Asylum claimants denied work if they hail from ‘safe countries’

Asylum seekers on safe-country-of-origin list prevented from seeking job for nine months under new government rules

Asylum seekers aboard a rescue boat in 2016
Asylum seekers aboard a rescue boat in 2016

The government has been urged to immediately revoke new policies precluding asylum seekers from certain countries from legal employment, a practice which is being described as “discriminatory and inhumane.”

In statement on Saturday a group of 28 organisations expressed extreme concern at a new policy that precludes certain asylum seekers from legal employment for 9 months, saying it is aimed at denying people the possibility of working and earning a living in Malta.

“It is clear that this decision will deprive hundreds of people, including families, of the income necessary to secure a minimum level of human dignity and self-reliance. Already vulnerable to labour exploitation, including wages far below the minimum wage, asylum-seekers and failed asylum-seekers will be pushed further into the dark as they will inevitably clutch at any opportunity to secure basics such as shelter, food and water, clothing, services and transport in order to survive.”

In May, the Ministry for Home Affairs, National Security and Law Enforcement amended Malta’s approach on how people seeking asylum in Malta, or who sought asylum here and had their applications rejected, may or may not work.

“The new policy focuses on a list of countries deemed safe by the Minister, whereby nationals of these countries are effectively punished for exercising their fundamental human rights to seek protection from persecution.”

The NGOs pointed out that asylum-seekers from a country deemed safe will experience forced redundancy for up to nine months before being allowed to work. Persons from such countries whose asylum applications are rejected will only be able to work in Malta under exceptional circumstances.

“Aside from the fact that the Minister’s assessment of these countries’ safety is highly questionable, this discriminatory policy fails to mention what other forms of support Malta will provide to persons who would be facing poverty or be at risk of poverty as a direct and intended consequence of these policy changes. Our experience, as that of NGOs working in the sector of poverty relief, is that the absence of any meaningful State support will leave these communities no other options than resorting to extreme labour exploitation, criminal or other irregular activity, or dependence on the material support provided by non-State entities such as NGOs, friends and social networks, and the Church.”

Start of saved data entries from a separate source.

use crate::frontend::token::{Pos, PrimitiveKind, Token};

pub mod print;

/// Root of a parsed source file. Declarations are the only top level
/// statements in Koi; they contain all other statements and expressions.
/// Functions that failed to parse are omitted entirely, so every node in the
/// tree is complete.
#[derive(Debug)]
pub struct Ast {
    pub nodes: Vec<Declaration>,
}

/// Identifies a block node within one parse. The semantic analyzer keys
/// scopes by these ids so later stages can navigate from a block to the
/// scope it opened.
#[derive(Debug, Clone, Copy, PartialEq, Eq, PartialOrd, Ord, Hash)]
pub struct NodeId(pub u32);

#[derive(Debug)]
pub enum Declaration {
    Function(FunctionNode),
}

#[derive(Debug)]
pub struct FunctionNode {
    pub public: bool,
    pub name: Token,
    pub params: NamedTuple,
    pub return_type: TypeNode,
    pub block: BlockNode,
}

/// A named tuple is a list of fields within parenthesis.
/// Eg. "(name string, age int)"
#[derive(Debug)]
pub struct NamedTuple {
    pub lparen: Token,
    pub fields: Vec<Field>,
    pub rparen: Token,
}

impl NamedTuple {
    pub fn is_empty(&self) -> bool {
        self.fields.is_empty()
    }
}

/// A field is a name-type combination. Eg. "foo int"
#[derive(Debug)]
pub struct Field {
    pub name: Token,
    pub ty: TypeNode,
}

/// A primitive type annotation. The kind always agrees with the lexeme of
/// the token it was parsed from.
#[derive(Debug)]
pub struct TypeNode {
    pub kind: PrimitiveKind,
    pub token: Token,
}

#[derive(Debug)]
pub enum Statement {
    Return(ReturnNode),
    Block(BlockNode),
    Expression(ExpressionStatement),
}

#[derive(Debug)]
pub struct BlockNode {
    pub id: NodeId,
    pub lbrace: Token,
    pub stmts: Vec<Statement>,
    pub rbrace: Token,
}

impl BlockNode {
    pub fn is_empty(&self) -> bool {
        self.stmts.is_empty()
    }
}

#[derive(Debug)]
pub struct ReturnNode {
    pub ret: Token,
    /// Absent for the expressionless `return` in void functions
    pub expr: Option<Expression>,
}

#[derive(Debug)]
pub struct ExpressionStatement {
    pub expr: Expression,
}

#[derive(Debug)]
pub enum Expression {
    Identifier(IdentifierNode),
    Literal(LiteralNode),
    Call(CallNode),
}

/// Single token identifier reference.
#[derive(Debug)]
pub struct IdentifierNode {
    pub name: String,
    pub token: Token,
}

/// Primitive literal, eg. string, number, bool etc.
#[derive(Debug)]
pub struct LiteralNode {
    pub token: Token,
    /// Copied from the token's lexeme for ease of use
    pub value: String,
}

#[derive(Debug)]
pub struct CallNode {
    pub callee: Box<Expression>,
    pub lparen: Token,
    pub args: Vec<Expression>,
    pub rparen: Token,
}

impl Declaration {
    pub fn pos(&self) -> Pos {
        match self {
            Declaration::Function(function) => function.pos(),
        }
    }

    pub fn end(&self) -> Pos {
        match self {
            Declaration::Function(function) => function.end(),
        }
    }
}

impl FunctionNode {
    pub fn pos(&self) -> Pos {
        self.name.pos
    }

    pub fn end(&self) -> Pos {
        self.block.end()
    }
}

impl TypeNode {
    pub fn pos(&self) -> Pos {
        self.token.pos
    }

    pub fn end(&self) -> Pos {
        self.token.end_pos
    }

    /// String representation of the type, identical to the type syntax.
    pub fn name(&self) -> &str {
        &self.token.lexeme
    }
}

impl Statement {
    pub fn pos(&self) -> Pos {
        match self {
            Statement::Return(node) => node.ret.pos,
            Statement::Block(node) => node.pos(),
            Statement::Expression(node) => node.expr.pos(),
        }
    }

    pub fn end(&self) -> Pos {
        match self {
            Statement::Return(node) => node
                .expr
                .as_ref()
                .map(|e| e.end())
                .unwrap_or(node.ret.end_pos),
            Statement::Block(node) => node.end(),
            Statement::Expression(node) => node.expr.end(),
        }
    }
}

impl BlockNode {
    pub fn pos(&self) -> Pos {
        self.lbrace.pos
    }

    pub fn end(&self) -> Pos {
        self.rbrace.end_pos
    }
}

impl Expression {
    pub fn pos(&self) -> Pos {
        match self {
            Expression::Identifier(node) => node.token.pos,
            Expression::Literal(node) => node.token.pos,
            Expression::Call(node) => node.callee.pos(),
        }
    }

    pub fn end(&self) -> Pos {
        match self {
            Expression::Identifier(node) => node.token.end_pos,
            Expression::Literal(node) => node.token.end_pos,
            Expression::Call(node) => node.rparen.end_pos,
        }
    }
}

Those persons who are not in contact with such support structures will be further marginalised thereby increasing the risks of mental health problems, substance abuse and chronic illness, added the NGOs.

“Additionally, we ask how the Government expects affected persons will access healthcare if they are unable to pay for it? How will their children attend school if they are unable to buy books, uniforms and other supplies? How will other necessary services be accessible? What will this policy do to social cohesion and inclusion in Malta? How does it fit with other policies and measures that are geared towards promoting inclusion and acceptance? Malta’s first Covid-19 wave, in early 2020, gave us a very good idea of how a sudden denial or significant reduction of income led to extremely serious situations of material deprivation. Almost overnight, our offices, as those of scores of other NGOs and relief- providers, were swamped with calls for assistance to cover the most basic of needs.”

The impact of these policy amendments will cut off an already unstable source of income for hundreds of such workers, leading to immediate poverty, they said. “The intention is crystal clear, and it shocks us that the Government is able to even consider such an inhumane approach to its migration management.”